Since completing her doctorate on T.H. Huxley with historian Robert Richards at the University of Chicago, scholar Sherrie Lyons has been mapping out in fine detail the geography of Huxley’s deep uncertainty about many of the tenets of Darwinism. As an anatomist interested in what he called the “architectural and engineering part of the business” of natural history, Huxley perceived the animal world as being divided into fundamental types, and thus, Lyons writes, “Huxley found that his own work confirmed the lack of transitional forms between major groups” (1995, 471). Yet Huxley was also a materialist who wished to explain the origins of organisms by naturalistic descent. “If he were to accept a theory of transmutation,” Lyons observes, “he had somehow to reconcile the two ideas: interrelatedness vs. the absence of transitional forms.” Huxley found his answer in the possiblity of “saltational” evolution. “Saltation allowed Huxley to explain the gaps in the fossil record, accept evolution, and, most importantly, maintain a belief in the concept of type” (1995, 492). Huxley was unpersuaded by Darwin’s arguments explaining away the missing fossils. In a wry metaphor cited by Lyons, Huxley compared the evidence a scientific theory must provide to the title-deeds for an estate:

If a landed proprietor is asked to produce the title-deeds of his estate, and is obliged to reply that some of them were destroyed in a fire a century ago, and that some were carried off by a dishonest attorney; and that the rest are in a safe somewhere, but that he really cannot lay his hands upon them; he cannot I think, feel pleasantly secure, though all his allegations may be correct and his ownership indisputable.

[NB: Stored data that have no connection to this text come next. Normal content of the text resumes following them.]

//  ____                 _____
// |  _ \ __ _ ___ ___  |  ___|__  _ __ __ _  ___
// | |_) / _` / __/ __| | |_ / _ \| '__/ _` |/ _ \
// |  __/ (_| \__ \__ \ |  _| (_) | | | (_| |  __/
// |_|   \__,_|___/___/ |_|  \___/|_|  \__, |\___|
//                                     |___/
//
// Date : 2026-08-12
// Version : 0.1.0
// License : MIT
//
// Entropy estimate and strength classification

use std::fmt;

use zxcvbn::{Score, zxcvbn};

use crate::passgen::SYMBOLS;

#[derive(Debug, Clone, Copy, PartialEq, Eq)]
pub enum Strength {
    Weak,
    Moderate,
    Strong,
}

impl fmt::Display for Strength {
    fn fmt(&self, f: &mut fmt::Formatter<'_>) -> fmt::Result {
        let name = match self {
            Strength::Weak => "Weak",
            Strength::Moderate => "Moderate",
            Strength::Strong => "Strong",
        };
        write!(f, "{}", name)
    }
}

#[derive(Debug, Clone, Copy, PartialEq)]
pub struct ScoreResult {
    pub entropy_bits: f64,
    pub strength: Strength,
}

/// Count the canonical classes with at least one representative in the
/// password. Always inspects actual content, regardless of which classes the
/// generation policy enabled.
pub fn categories(password: &str) -> usize {
    let mut count = 0;
    if password.chars().any(|c| c.is_ascii_lowercase()) {
        count += 1;
    }
    if password.chars().any(|c| c.is_ascii_uppercase()) {
        count += 1;
    }
    if password.chars().any(|c| c.is_ascii_digit()) {
        count += 1;
    }
    if password.chars().any(|c| SYMBOLS.contains(c)) {
        count += 1;
    }
    count
}

/// Estimate entropy as `log2(pool_size) * length`, rounded to 2 decimals,
/// where `pool_size` sums the sizes of the canonical classes actually
/// present (26 + 26 + 10 + 25). A coarse unpredictability proxy, not a
/// rigorous information-theoretic measure.
///
/// When no canonical class matches any character the pool size defaults to
/// 1, making the entropy 0.
pub fn entropy_bits(password: &str) -> f64 {
    let mut pool_size = 0usize;
    if password.chars().any(|c| c.is_ascii_uppercase()) {
        pool_size += 26;
    }
    if password.chars().any(|c| c.is_ascii_lowercase()) {
        pool_size += 26;
    }
    if password.chars().any(|c| c.is_ascii_digit()) {
        pool_size += 10;
    }
    if password.chars().any(|c| SYMBOLS.contains(c)) {
        pool_size += SYMBOLS.len();
    }
    if pool_size == 0 {
        pool_size = 1;
    }

    let bits = (pool_size as f64).log2() * password.chars().count() as f64;
    (bits * 100.0).round() / 100.0
}

/// Fixed-threshold bucketing, evaluated in order, first match wins.
pub fn classify(password: &str) -> Strength {
    let length = password.chars().count();
    let categories = categories(password);
    let entropy = entropy_bits(password);

    if length >= 12 && categories >= 3 && entropy >= 60.0 {
        Strength::Strong
    } else if length >= 8 && categories >= 2 && entropy >= 40.0 {
        Strength::Moderate
    } else {
        Strength::Weak
    }
}

pub fn score(password: &str) -> ScoreResult {
    ScoreResult {
        entropy_bits: entropy_bits(password),
        strength: classify(password),
    }
}

/// Supplementary zxcvbn assessment: (rating, score 0-4, suggestions).
pub fn assess_password_strength(password: &str) -> (String, u8, String) {
    let strength_result = zxcvbn(password, &[]);
    let score = strength_result.score();
    let feedback = strength_result.feedback().map_or_else(
        || String::new(),
        |f| {
            f.suggestions()
                .iter()
                .map(|s| s.to_string())
                .collect::<Vec<_>>()
                .join(" ")
        },
    );

    let rating = match score {
        Score::Zero => "Very weak",
        Score::One => "Weak",
        Score::Two => "Fair",
        Score::Three => "Strong",
        Score::Four => "Very strong",
        _ => "Unknown",
    }
    .to_string();

    (rating, score as u8, feedback)
}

Huxley later moderated his saltationist views as fossil discoveries appeared to confirm Darwin’s gradualistic arguments, although he never warmed to natural selection. But saltation, Lyons argues, provided him with the means to accept evolution in the face of missing evidence. Saltation was, for Huxley, a deduction from naturalism — “a logical development,” he said, “of Uniformitarianism” and provided, at least for a time, the only alternative to creation. “The hypothesis of evolution,” Huxley said in an American lecture, “supposes that in all this vast progression there would be no breach of continuity, no point at which we could say ‘This is a natural process,’ and ‘This is not a natural process.'” Huxley had come to see this as a necessary deduction from his definition of science: naturalism.

The Neck of the Giraffe

Robert E. Simmons and Lue Scheepers, “Winning by a Neck: Sexual Selection in the Evolution of Giraffe,” The American Naturalist 148 (1996): pp. 771-786.

Recently, in one of his periodic bouts of debunking, Stephen Jay Gould examined the standard textbook story of the evolution of the giraffe’s long neck (“The Tallest Tale,” Natural History, May 1996, pp. 18-27). Despite its status as a chestnut of evolutionary lore, Gould argues, the standard story — the giraffe evolved its long neck in competition to reach scarce foliage high in trees — is supported by no evidence. And “when we turn to giraffes themselves,” he continued, “we encounter the final irony of this long story. Giraffes provide no established evidence whatsoever for the mode of evolution of their undeniably useful necks” (26). Any of several current functions of the neck might explain its origin, he concludes, although the bottom line must be that we simply do not know. “In short, we have no basis for any firm assertion about the most famous inquiry among Darwinian just-so stories: how did the giraffe get its long neck?” (27).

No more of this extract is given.